======== Extracted records

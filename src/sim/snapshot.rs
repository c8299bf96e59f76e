//! Read-only frame view handed to renderers

use serde::{Deserialize, Serialize};

use super::achievements::Achievements;
use super::actor::Actor;
use super::clock::SimulationState;
use super::obstacles::Obstacle;
use super::particles::Particle;
use super::powerups::{PowerUp, PowerUpKind};

/// Everything a renderer needs to draw one frame
#[derive(Debug, Clone, PartialEq, Serialize, Deserialize)]
pub struct Snapshot {
    pub phase: SimulationState,
    /// Ticks simulated in the current run
    pub tick: u64,
    pub actor: Actor,
    pub obstacles: Vec<Obstacle>,
    pub powerups: Vec<PowerUp>,
    pub particles: Vec<Particle>,
    pub score: u64,
    pub best_score: u64,
    pub level: u32,
    /// Active effects with remaining ticks
    pub effects: Vec<(PowerUpKind, u32)>,
    pub achievements: Achievements,
    pub ground_level: f32,
}

impl Snapshot {
    /// Remaining ticks for an effect, 0 if inactive
    pub fn effect_ticks(&self, kind: PowerUpKind) -> u32 {
        self.effects
            .iter()
            .find(|(k, _)| *k == kind)
            .map_or(0, |&(_, ticks)| ticks)
    }
}
//! Flappy Core headless runner
//!
//! Plays autopilot runs against the simulation and prints a summary per run.
//! Useful for smoke runs and for checking balance changes in a tuning file.

#[cfg(not(target_arch = "wasm32"))]
mod cli {
    use std::env;
    use std::path::PathBuf;

    use flappy_core::persistence::{JsonFileStore, MemoryStore, ProgressStore};
    use flappy_core::sim::{GameEvent, SimulationState, TickInput};
    use flappy_core::{QualityPreset, Session, Settings, Tuning};

    /// Parsed command-line arguments
    #[derive(Debug)]
    pub struct CliArgs {
        /// Gameplay seed (random when omitted)
        pub seed: Option<u64>,
        /// Tick limit per run
        pub ticks: u64,
        /// Number of autopilot runs
        pub runs: u32,
        /// Optional tuning JSON
        pub tuning: Option<PathBuf>,
        /// Optional progress file (in-memory when omitted)
        pub store: Option<PathBuf>,
        pub quality: QualityPreset,
        pub show_help: bool,
    }

    impl Default for CliArgs {
        fn default() -> Self {
            Self {
                seed: None,
                ticks: 10_000,
                runs: 1,
                tuning: None,
                store: None,
                quality: QualityPreset::default(),
                show_help: false,
            }
        }
    }

    impl CliArgs {
        pub fn parse() -> Self {
            let mut args = Self::default();
            let mut iter = env::args().skip(1);

            while let Some(arg) = iter.next() {
                match arg.as_str() {
                    "--help" | "-h" => args.show_help = true,
                    "--seed" => match iter.next().and_then(|v| v.parse().ok()) {
                        Some(seed) => args.seed = Some(seed),
                        None => args.invalid("--seed requires a number"),
                    },
                    "--ticks" => match iter.next().and_then(|v| v.parse().ok()) {
                        Some(ticks) => args.ticks = ticks,
                        None => args.invalid("--ticks requires a number"),
                    },
                    "--runs" => match iter.next().and_then(|v| v.parse().ok()) {
                        Some(runs) => args.runs = runs,
                        None => args.invalid("--runs requires a number"),
                    },
                    "--tuning" => match iter.next() {
                        Some(path) => args.tuning = Some(PathBuf::from(path)),
                        None => args.invalid("--tuning requires a path"),
                    },
                    "--store" => match iter.next() {
                        Some(path) => args.store = Some(PathBuf::from(path)),
                        None => args.invalid("--store requires a path"),
                    },
                    "--quality" => match iter.next().as_deref().and_then(QualityPreset::from_str) {
                        Some(quality) => args.quality = quality,
                        None => args.invalid("--quality must be low, medium or high"),
                    },
                    _ => args.invalid(&format!("Unknown flag: {}", arg)),
                }
            }

            args
        }

        fn invalid(&mut self, message: &str) {
            eprintln!("{}", message);
            self.show_help = true;
        }

        pub fn print_help() {
            eprintln!("Usage: flappy-core [OPTIONS]");
            eprintln!();
            eprintln!("Plays headless autopilot runs and reports scores.");
            eprintln!();
            eprintln!("Options:");
            eprintln!("  --seed N          Gameplay seed (default: random)");
            eprintln!("  --ticks N         Tick limit per run (default: 10000)");
            eprintln!("  --runs N          Number of runs (default: 1)");
            eprintln!("  --tuning PATH     Load balance values from a JSON file");
            eprintln!("  --store PATH      Persist best score and achievements to PATH");
            eprintln!("  --quality LEVEL   low | medium | high (particle budget)");
            eprintln!("  -h, --help        Show this help");
            eprintln!();
            eprintln!("Set RUST_LOG=info (or debug) for run lifecycle logging.");
        }
    }

    pub fn run(args: CliArgs) -> flappy_core::Result<()> {
        let tuning = match &args.tuning {
            Some(path) => Tuning::load(path)?,
            None => Tuning::default(),
        };
        let settings = Settings::from_preset(args.quality);
        let seed = args.seed.unwrap_or_else(rand::random);
        log::info!("Seed {} ({} quality)", seed, args.quality.as_str());

        match &args.store {
            Some(path) => play(Session::new(seed, tuning, &settings, JsonFileStore::new(path)), &args),
            None => play(Session::new(seed, tuning, &settings, MemoryStore::new()), &args),
        }
        Ok(())
    }

    fn play<S: ProgressStore>(mut session: Session<S>, args: &CliArgs) {
        let input = TickInput {
            start: true,
            autopilot: true,
            ..Default::default()
        };

        for run in 1..=args.runs {
            let mut unlocked = Vec::new();
            let mut new_best = false;
            for _ in 0..args.ticks {
                let out = session.frame(&input);
                for event in &out.events {
                    match event {
                        GameEvent::AchievementUnlocked(flag) => unlocked.push(flag.title()),
                        GameEvent::NewBest { .. } => new_best = true,
                        _ => {}
                    }
                }
                if out.snapshot.phase == SimulationState::GameOver {
                    break;
                }
            }

            let snap = session.snapshot();
            let ended = if snap.phase == SimulationState::GameOver {
                "crashed"
            } else {
                "tick limit"
            };
            println!(
                "run {:>3}: score {:>4}  level {:>2}  ticks {:>6}  best {:>4}  ({}{})",
                run,
                snap.score,
                snap.level,
                snap.tick,
                snap.best_score,
                ended,
                if new_best { ", new best" } else { "" }
            );
            for title in unlocked {
                println!("          unlocked: {}", title);
            }

            // A run still in progress cannot be restarted
            if snap.phase != SimulationState::GameOver {
                break;
            }
        }
    }
}

#[cfg(not(target_arch = "wasm32"))]
fn main() {
    env_logger::init();

    let args = cli::CliArgs::parse();
    if args.show_help {
        cli::CliArgs::print_help();
        return;
    }
    if let Err(e) = cli::run(args) {
        eprintln!("Error: {}", e);
        std::process::exit(1);
    }
}

#[cfg(target_arch = "wasm32")]
fn main() {
    // Hosts embed the library directly on the web
}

================

Show all of the lines above in which "false" is present.

                show_help: false,
            let mut new_best = false;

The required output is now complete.